Certain reclassifications have been made to fiscal 2006 amounts to conform to the fiscal 2007 presentation. Autodesk reclassified $8.1 million in marketable securities on its Consolidated Balance Sheet at January 31, 2006. This amount was originally classified as a non-current asset, included in “Other assets,” but was subsequently reclassified as a current asset and included in “Marketable securities.” The reclassification resulted from Autodesk’s determination that amounts originally classified as non-current marketable securities were current, available-for-sale, marketable securities.

 

2. Restatement of Condensed Consolidated Financial Statements

In this Form 10-Q, Autodesk, Inc. reflects the restatement of the Company’s Condensed Consolidated Balance Sheet as of January 31, 2006, the related Condensed Consolidated Statements of Income for the three and nine months ended October 31, 2005, and the related Condensed Consolidated Statement of Cash Flows for the nine months ended October 31, 2005 as a result of a voluntary review of Autodesk’s historical stock option granting practices and related accounting issues. In the 2007 Form 10-K, Autodesk is restating its Consolidated Balance Sheet as of January 31, 2006, the related Consolidated Statements of Income, Stockholders’ Equity, and Cash Flows for each of the fiscal years ended January 31, 2006 and January 31, 2005, and the quarterly financial information for each of the quarters in fiscal 2006.

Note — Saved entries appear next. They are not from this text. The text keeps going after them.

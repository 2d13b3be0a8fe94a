//! Generate command report data structures.

use std::path::PathBuf;

use taggen_codegen::PreviewFile;

use super::output::{Output, Report};

/// Report data from generating one module.
#[derive(Debug)]
pub struct GenerateReport {
    /// Definition file that was read.
    pub input: PathBuf,
    /// Module path.
    pub output: PathBuf,
    pub type_name: String,
    /// Warning messages from the pipeline.
    pub warnings: Vec<String>,
    pub result: GenerationResult,
    /// Where pipeline snapshots went, if visualization was enabled.
    pub snapshot_dir: Option<PathBuf>,
}

#[derive(Debug)]
pub enum GenerationResult {
    /// The module was written, or already matched what is on disk.
    Written { unchanged: bool },
    /// Dry-run preview.
    Preview(Vec<PreviewFile>),
}

impl Report for GenerateReport {
    fn render(&self, out: &mut dyn Output) {
        for warning in &self.warnings {
            out.warning(warning);
        }

        if let Some(dir) = &self.snapshot_dir {
            out.key_value("Pipeline snapshots written to", &dir.display().to_string());
        }

        match &self.result {
            GenerationResult::Written { unchanged } => {
                let label = if *unchanged { "Unchanged" } else { "Generated" };
                out.key_value(
                    label,
                    &format!(
                        "{} ({} -> {})",
                        self.type_name,
                        self.input.display(),
                        self.output.display()
                    ),
                );
            }
            GenerationResult::Preview(files) => render_preview(out, files),
        }
    }
}

fn render_preview(out: &mut dyn Output, files: &[PreviewFile]) {
    for file in files {
        out.divider(&file.path.display().to_string());
        out.preformatted(&file.content);
    }

    out.divider("Summary");
    let plural = if files.len() == 1 { "" } else { "s" };
    out.preformatted(&format!("{} file{} would be generated", files.len(), plural));
}
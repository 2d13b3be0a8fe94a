//! Emission of `taggedSum` types: a type object, a shared prototype with
//! `match`, and one constructor or singleton per variant.

use taggen_codegen::{CodeFragment, ConstructorInfo, Renderable, TypeAnalysis};
use taggen_schema::FieldMap;

use super::fields::{constructor_body, from_call, to_string_return};
use crate::{
    ast::{ArrowFn, Const, Fn, JsObject, suffixed},
    naming::js_string,
    runtime::Helper,
};

pub fn emit_tagged_sum<'a>(
    analysis: &TypeAnalysis,
    variants: impl IntoIterator<Item = (&'a ConstructorInfo, &'a FieldMap)>,
    firestore: bool,
) -> Vec<Vec<CodeFragment>> {
    let name = analysis.type_name.as_str();
    let prototype = format!("{}Prototype", name);

    let mut sections = vec![
        type_object(analysis).to_fragments(),
        hidden_properties(analysis),
        shared_prototype(name, &prototype).to_fragments(),
    ];
    for (constructor, fields) in variants {
        sections.push(if constructor.is_unit() {
            unit_variant(constructor, &prototype).to_fragments()
        } else {
            variant(name, constructor, fields, &prototype)
        });
    }
    if firestore {
        sections.push(firestore_dispatch(name));
    }
    sections
}

fn type_object(analysis: &TypeAnalysis) -> Const {
    let name = analysis.type_name.as_str();
    let is = analysis
        .constructors
        .iter()
        .map(|c| format!("{}.is(v)", c.qualified_name))
        .collect::<Vec<_>>()
        .join(" || ");

    let from = ArrowFn::block(&["o"])
        .body_line("const tagName = o == null ? undefined : o['@@tagName']")
        .body_line(format!(
            "if (!{}['@@tagNames'].includes(tagName)) throw new TypeError(`{}.from: unknown @@tagName ${{{}(tagName)}}`)",
            name,
            name,
            Helper::ToString.name()
        ))
        .body_line(format!("return {}[tagName].from(o)", name));

    Const::new(
        name,
        JsObject::new()
            .property("toString", ArrowFn::expr(&[], js_string(name)))
            .property("is", ArrowFn::expr(&["v"], is))
            .property("from", from),
    )
}

/// Non-enumerable `@@typeName` and `@@tagNames` on the type object.
fn hidden_properties(analysis: &TypeAnalysis) -> Vec<CodeFragment> {
    let name = analysis.type_name.as_str();
    let tag_names = analysis
        .constructors
        .iter()
        .map(|c| js_string(&c.name))
        .collect::<Vec<_>>()
        .join(", ");
    vec![
        CodeFragment::line(format!(
            "Object.defineProperty({}, '@@typeName', {{ value: {} }})",
            name,
            js_string(name)
        )),
        CodeFragment::line(format!(
            "Object.defineProperty({}, '@@tagNames', {{ value: [{}] }})",
            name, tag_names
        )),
    ]
}

fn shared_prototype(name: &str, prototype: &str) -> Const {
    let match_fn = Fn::anonymous()
        .param("variants")
        .body_line(format!(
            "const missing = {}['@@tagNames'].find(tagName => typeof variants[tagName] !== 'function')",
            name
        ))
        .body_line(
            "if (missing !== undefined) throw new TypeError(`Constructors given to match didn't include: ${missing}`)",
        )
        .body_line("return variants[this['@@tagName']](this)");

    let descriptors = JsObject::new()
        .descriptor("@@typeName", CodeFragment::line(js_string(name)))
        .descriptor("match", match_fn)
        .descriptor("constructor", CodeFragment::line(name));
    Const::new(
        prototype,
        descriptors.wrapped("Object.create(Object.prototype, ", ")"),
    )
}

/// A variant with fields: validating constructor, its prototype, statics.
fn variant(
    type_name: &str,
    constructor: &ConstructorInfo,
    fields: &FieldMap,
    shared: &str,
) -> Vec<CodeFragment> {
    let qualified = constructor.qualified_name.as_str();
    let variant_prototype = format!("{}.prototype", qualified);

    let function = Fn::anonymous()
        .params(&constructor.fields)
        .body(constructor_body(constructor, fields, &variant_prototype));

    let descriptors = JsObject::new()
        .descriptor("@@tagName", CodeFragment::line(js_string(&constructor.name)))
        .descriptor(
            "toString",
            Fn::anonymous().body_line(to_string_return(constructor)),
        )
        .descriptor(
            "toJSON",
            Fn::anonymous().body_line("return Object.assign({ '@@tagName': this['@@tagName'] }, this)"),
        )
        .descriptor("constructor", CodeFragment::line(qualified));

    let statics = [
        Const::assign(
            format!("{}.toString", qualified),
            ArrowFn::expr(&[], js_string(qualified)),
        ),
        Const::assign(
            format!("{}.is", qualified),
            ArrowFn::expr(
                &["v"],
                format!(
                    "v != null && v['@@typeName'] === {} && v['@@tagName'] === {}",
                    js_string(type_name),
                    js_string(&constructor.name)
                ),
            ),
        ),
        Const::assign(
            format!("{}._from", qualified),
            ArrowFn::expr(&["o"], from_call(constructor, fields)),
        ),
        Const::assign(
            format!("{}.from", qualified),
            CodeFragment::line(format!("{}._from", qualified)),
        ),
    ];

    let mut fragments = Const::assign(qualified, function).to_fragments();
    fragments.push(CodeFragment::blank());
    fragments.extend(
        Const::assign(
            &variant_prototype,
            descriptors.wrapped(&format!("Object.create({}, ", shared), ")"),
        )
        .to_fragments(),
    );
    fragments.extend(statics.iter().flat_map(Renderable::to_fragments));
    fragments
}

/// A variant without fields: one frozen instance that is its own
/// constructor.
fn unit_variant(constructor: &ConstructorInfo, shared: &str) -> Const {
    let qualified = constructor.qualified_name.as_str();
    let tag = js_string(&constructor.name);

    let descriptors = JsObject::new()
        .descriptor("@@tagName", CodeFragment::line(tag.clone()))
        .descriptor("toString", ArrowFn::expr(&[], js_string(qualified)))
        .descriptor(
            "toJSON",
            ArrowFn::expr(&[], format!("({{ '@@tagName': {} }})", tag)),
        )
        .descriptor("is", ArrowFn::expr(&["v"], format!("v === {}", qualified)))
        .descriptor("_from", ArrowFn::expr(&[], qualified))
        .descriptor("from", ArrowFn::expr(&[], qualified));

    let instance = descriptors.wrapped(&format!("Object.create({}, ", shared), ")");
    Const::assign(
        qualified,
        CodeFragment::braced(
            "Object.freeze(",
            suffixed(instance, ","),
            ")",
        ),
    )
}

/// Tag-driven `_toFirestore`/`_fromFirestore`, deferring to a variant's own
/// hook when it has one.
fn firestore_dispatch(name: &str) -> Vec<CodeFragment> {
    let check_tag = |hook: &str| {
        format!(
            "if (!{}['@@tagNames'].includes(tagName)) throw new TypeError(`{}.{}: unknown @@tagName ${{{}(tagName)}}`)",
            name,
            name,
            hook,
            Helper::ToString.name()
        )
    };

    let to_firestore = ArrowFn::block(&["o", "encodeTimestamps"])
        .body_line("const tagName = o['@@tagName']")
        .body_line(check_tag("_toFirestore"))
        .body_line(format!("const variant = {}[tagName]", name))
        .body_line("if (typeof variant._toFirestore === 'function') return variant._toFirestore(o, encodeTimestamps)")
        .body_line("return Object.assign({ '@@tagName': tagName }, o)");

    let from_firestore = ArrowFn::block(&["o", "decodeTimestamps"])
        .body_line("const tagName = o['@@tagName']")
        .body_line(check_tag("_fromFirestore"))
        .body_line(format!("const variant = {}[tagName]", name))
        .body_line("if (typeof variant._fromFirestore === 'function') return variant._fromFirestore(o, decodeTimestamps)")
        .body_line("return variant.from(o)");

    let mut fragments = Const::assign(format!("{}._toFirestore", name), to_firestore).to_fragments();
    fragments.push(CodeFragment::blank());
    fragments.extend(Const::assign(format!("{}._fromFirestore", name), from_firestore).to_fragments());
    fragments
}
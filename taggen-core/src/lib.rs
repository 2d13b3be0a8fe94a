//! Core utilities and types for the taggen type generator.
//!
//! This crate provides the pieces shared by every other taggen crate:
//! writing generated files, naming conventions, and the `taggen.toml`
//! configuration.

mod config;
mod file;
mod utils;

// Configuration
pub use config::{CONFIG_FILE_NAME, Config, EmitConfig, ImportConfig, IndexConfig};
// File operations
pub use file::{GeneratedFile, WriteResult, write_if_changed};
// String utilities
pub use utils::{is_pascal_case, module_stem, to_kebab_case, to_pascal_case};
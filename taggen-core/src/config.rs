//! `taggen.toml` configuration.
//!
//! Every key is optional. A missing file yields [`Config::default`].

use std::path::{Path, PathBuf};

use eyre::{Context, Result};
use serde::{Deserialize, Serialize};

/// File name looked up by [`Config::discover`].
pub const CONFIG_FILE_NAME: &str = "taggen.toml";

/// Root of `taggen.toml`.
#[derive(Debug, Clone, Default, PartialEq, Deserialize, Serialize)]
#[serde(default, deny_unknown_fields)]
pub struct Config {
    /// Settings for emitted type modules.
    pub emit: EmitConfig,
    /// How definition-file imports are resolved and re-emitted.
    pub imports: ImportConfig,
    /// Settings for the barrel file.
    pub index: IndexConfig,
}

#[derive(Debug, Clone, PartialEq, Deserialize, Serialize)]
#[serde(default, deny_unknown_fields)]
pub struct EmitConfig {
    /// Spaces per indentation level.
    pub indent: u8,
    /// Emit `_toFirestore`/`_fromFirestore` dispatch on sum types.
    pub firestore: bool,
    /// Prefix every module with a "generated, do not edit" banner.
    pub header: bool,
}

impl Default for EmitConfig {
    fn default() -> Self {
        Self {
            indent: 4,
            firestore: true,
            header: true,
        }
    }
}

#[derive(Debug, Clone, PartialEq, Deserialize, Serialize)]
#[serde(default, deny_unknown_fields)]
pub struct ImportConfig {
    /// Import sources that only matter to the definition file and are dropped
    /// from generated modules.
    pub internal: Vec<String>,
    /// Identifiers whose member expressions stay symbolic (`FieldTypes.id`).
    pub symbolic: Vec<String>,
    /// Import referenced types the definition did not import itself.
    pub auto_import: bool,
    /// Suffix of definition files, rewritten to `.js` in emitted imports.
    pub type_suffix: String,
}

impl Default for ImportConfig {
    fn default() -> Self {
        Self {
            internal: vec!["@graffio/types-generation".to_string()],
            symbolic: vec!["FieldTypes".to_string()],
            auto_import: true,
            type_suffix: ".type.js".to_string(),
        }
    }
}

impl ImportConfig {
    /// Whether member expressions on `name` must be preserved symbolically.
    pub fn is_symbolic(&self, name: &str) -> bool {
        self.symbolic.iter().any(|s| s == name)
    }

    /// Whether an import source is internal to definition files.
    pub fn is_internal(&self, source: &str) -> bool {
        self.internal.iter().any(|s| s == source)
    }
}

#[derive(Debug, Clone, PartialEq, Deserialize, Serialize)]
#[serde(default, deny_unknown_fields)]
pub struct IndexConfig {
    /// Name of the barrel file written into the output directory.
    pub file_name: String,
    /// File name suffixes never re-exported from the barrel.
    pub exclude: Vec<String>,
}

impl Default for IndexConfig {
    fn default() -> Self {
        Self {
            file_name: "index.js".to_string(),
            exclude: vec![
                ".test.js".to_string(),
                ".spec.js".to_string(),
                ".tap.js".to_string(),
            ],
        }
    }
}

impl IndexConfig {
    /// Whether a file name is excluded from the barrel.
    pub fn is_excluded(&self, file_name: &str) -> bool {
        file_name == self.file_name || self.exclude.iter().any(|s| file_name.ends_with(s.as_str()))
    }
}

impl Config {
    /// Parse configuration from TOML text.
    pub fn from_toml(content: &str) -> Result<Self> {
        toml::from_str(content).wrap_err("invalid taggen configuration")
    }

    /// Load configuration from an explicit path.
    pub fn open(path: impl AsRef<Path>) -> Result<Self> {
        let path = path.as_ref();
        let content = std::fs::read_to_string(path)
            .wrap_err_with(|| format!("failed to read '{}'", path.display()))?;
        Self::from_toml(&content).wrap_err_with(|| format!("in '{}'", path.display()))
    }

    /// Load `taggen.toml` from `dir` or the nearest ancestor that has one.
    ///
    /// Returns the default configuration when none is found.
    pub fn discover(dir: impl AsRef<Path>) -> Result<(Self, Option<PathBuf>)> {
        for ancestor in dir.as_ref().ancestors() {
            let candidate = ancestor.join(CONFIG_FILE_NAME);
            if candidate.is_file() {
                let config = Self::open(&candidate)?;
                return Ok((config, Some(candidate)));
            }
        }
        Ok((Self::default(), None))
    }
}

Previously filed annual reports on Form 10-K and quarterly reports on Form 10-Q prior to fiscal 2007 have been affected by the restatements, have not been amended and should not be relied on.

Introduction

On August 17, 2006, Autodesk announced that the Audit Committee of the Board of Directors was conducting a voluntary review of Autodesk’s historical stock option granting practices and related accounting issues. On February 27, 2007, Autodesk announced the key results of the voluntary review, which were set forth in the Form 8-K filed on that date.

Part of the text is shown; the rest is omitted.